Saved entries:
====

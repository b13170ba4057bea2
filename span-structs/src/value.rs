use crate::AttributeMap;
use chrono::{DateTime, SecondsFormat, Utc};
use std::fmt::{Display, Formatter};

/// Every runtime shape a span value can take before being coerced into a column.
/// A missing value is represented by the absence of the key, not by a variant.
#[derive(Debug, Clone, PartialEq)]
pub enum RawValue {
    Int(i64),
    UInt(u64),
    Float(f64),
    Bool(bool),
    Text(String),
    Time(DateTime<Utc>),
    Map(AttributeMap),
}

impl RawValue {
    /// Json null has no RawValue counterpart and becomes None.
    /// Arrays are kept as their json text since no column type can hold them natively.
    pub fn from_json(value: serde_json::Value) -> Option<RawValue> {
        let raw = match value {
            serde_json::Value::Null => return None,
            serde_json::Value::Bool(b) => RawValue::Bool(b),
            serde_json::Value::Number(number) => {
                if let Some(int) = number.as_i64() {
                    RawValue::Int(int)
                } else if let Some(uint) = number.as_u64() {
                    RawValue::UInt(uint)
                } else {
                    RawValue::Float(number.as_f64().unwrap_or_default())
                }
            }
            serde_json::Value::String(text) => RawValue::Text(text),
            array @ serde_json::Value::Array(_) => RawValue::Text(array.to_string()),
            serde_json::Value::Object(map) => RawValue::Map(map),
        };
        Some(raw)
    }
}

impl From<i64> for RawValue {
    fn from(value: i64) -> Self {
        RawValue::Int(value)
    }
}

impl From<u64> for RawValue {
    fn from(value: u64) -> Self {
        RawValue::UInt(value)
    }
}

impl From<f64> for RawValue {
    fn from(value: f64) -> Self {
        RawValue::Float(value)
    }
}

impl From<bool> for RawValue {
    fn from(value: bool) -> Self {
        RawValue::Bool(value)
    }
}

impl From<&str> for RawValue {
    fn from(value: &str) -> Self {
        RawValue::Text(value.to_string())
    }
}

impl From<String> for RawValue {
    fn from(value: String) -> Self {
        RawValue::Text(value)
    }
}

impl From<DateTime<Utc>> for RawValue {
    fn from(value: DateTime<Utc>) -> Self {
        RawValue::Time(value)
    }
}

impl From<AttributeMap> for RawValue {
    fn from(value: AttributeMap) -> Self {
        RawValue::Map(value)
    }
}

/// Generic textual rendering, used whenever a value lands in a text column
impl Display for RawValue {
    fn fmt(&self, f: &mut Formatter<'_>) -> std::fmt::Result {
        match self {
            RawValue::Int(int) => write!(f, "{int}"),
            RawValue::UInt(uint) => write!(f, "{uint}"),
            RawValue::Float(float) => write!(f, "{float}"),
            RawValue::Bool(b) => write!(f, "{b}"),
            RawValue::Text(text) => f.write_str(text),
            RawValue::Time(time) => {
                f.write_str(&time.to_rfc3339_opts(SecondsFormat::AutoSi, true))
            }
            RawValue::Map(map) => {
                let json = serde_json::to_string(map).map_err(|_| std::fmt::Error)?;
                f.write_str(&json)
            }
        }
    }
}
//! Writes through the PostgreSQL wire protocol of the store.
//! The target table has to exist already, rows go in with a single multi-row INSERT.

use crate::error::{SinkError, SqlxError};
use crate::sink::{SinkFactory, SinkSettings, TableSink};
use crate::table::{ColumnValue, Table};
use async_trait::async_trait;
use sqlx::postgres::{PgConnectOptions, PgPoolOptions, PgSslMode};
use sqlx::{PgPool, Postgres, QueryBuilder};
use tracing::{info, info_span, instrument, Instrument};

pub const DRIVER_NAME: &str = "greptime-pg";
pub const DEFAULT_PORT: u16 = 4003;
/// Postgres refuses statements with more bind parameters
const MAX_BIND_PARAMETERS: usize = u16::MAX as usize;

#[derive(Debug, Clone, Copy, Default)]
pub struct PostgresDriver;

#[async_trait]
impl SinkFactory for PostgresDriver {
    fn default_port(&self) -> u16 {
        DEFAULT_PORT
    }

    #[instrument(skip_all)]
    async fn connect(&self, settings: &SinkSettings) -> Result<Box<dyn TableSink>, SinkError> {
        settings.validate()?;
        let mut options = PgConnectOptions::new()
            .host(&settings.host)
            .port(settings.port_or(DEFAULT_PORT))
            .database(&settings.database)
            .ssl_mode(if settings.insecure {
                PgSslMode::Disable
            } else {
                PgSslMode::Require
            });
        if let Some(username) = &settings.username {
            options = options.username(username);
        }
        if let Some(password) = &settings.password {
            options = options.password(password);
        }
        let pool = PgPoolOptions::new()
            .max_connections(1)
            .acquire_timeout(settings.timeout)
            .connect_with(options)
            .instrument(info_span!("Connecting to the store"))
            .await
            .map_err(|e| {
                SqlxError::from_sqlx_error(
                    e,
                    format!("connecting to {}:{}", settings.host, settings.port_or(DEFAULT_PORT)),
                )
            })?;
        info!("Connected to {}", settings.host);
        Ok(Box::new(PostgresSink { pool }))
    }
}

pub struct PostgresSink {
    pool: PgPool,
}

#[async_trait]
impl TableSink for PostgresSink {
    #[instrument(skip_all, fields(table = table.name(), rows = table.row_count()))]
    async fn write(&self, table: &Table) -> Result<u64, SinkError> {
        if table.is_empty() {
            return Ok(0);
        }
        let mut query = insert_query(table)?;
        let result = query
            .build()
            .execute(&self.pool)
            .await
            .map_err(|e| SqlxError::from_sqlx_error(e, format!("inserting into {}", table.name())))?;
        Ok(result.rows_affected())
    }
}

fn quote_identifier(identifier: &str) -> String {
    format!("\"{}\"", identifier.replace('"', "\"\""))
}

pub fn insert_query(table: &Table) -> Result<QueryBuilder<'static, Postgres>, SinkError> {
    let binds = table.columns().len() * table.row_count();
    if binds > MAX_BIND_PARAMETERS {
        return Err(SinkError::Encoding {
            table: table.name().to_string(),
            row: MAX_BIND_PARAMETERS / table.columns().len().max(1),
            reason: format!("{binds} bind parameters exceed the limit of {MAX_BIND_PARAMETERS}"),
        });
    }
    let mut query = QueryBuilder::new("INSERT INTO ");
    query.push(quote_identifier(table.name()));
    query.push(" (");
    let mut columns = query.separated(", ");
    for column in table.columns() {
        columns.push(quote_identifier(&column.name));
    }
    query.push(") ");
    query.push_values(table.rows(), |mut values, row| {
        for value in row {
            match value {
                ColumnValue::String(text) => values.push_bind(text.clone()),
                ColumnValue::Int64(int) => values.push_bind(*int),
                ColumnValue::Timestamp(time) => values.push_bind(*time),
            };
        }
    });
    Ok(query)
}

====

_Directions_
Pull every line containing "instrument" out of the records.

_Answer area_
use tracing::{info, info_span, instrument, Instrument};
    #[instrument(skip_all)]
            .instrument(info_span!("Connecting to the store"))
    #[instrument(skip_all, fields(table = table.name(), rows = table.row_count()))]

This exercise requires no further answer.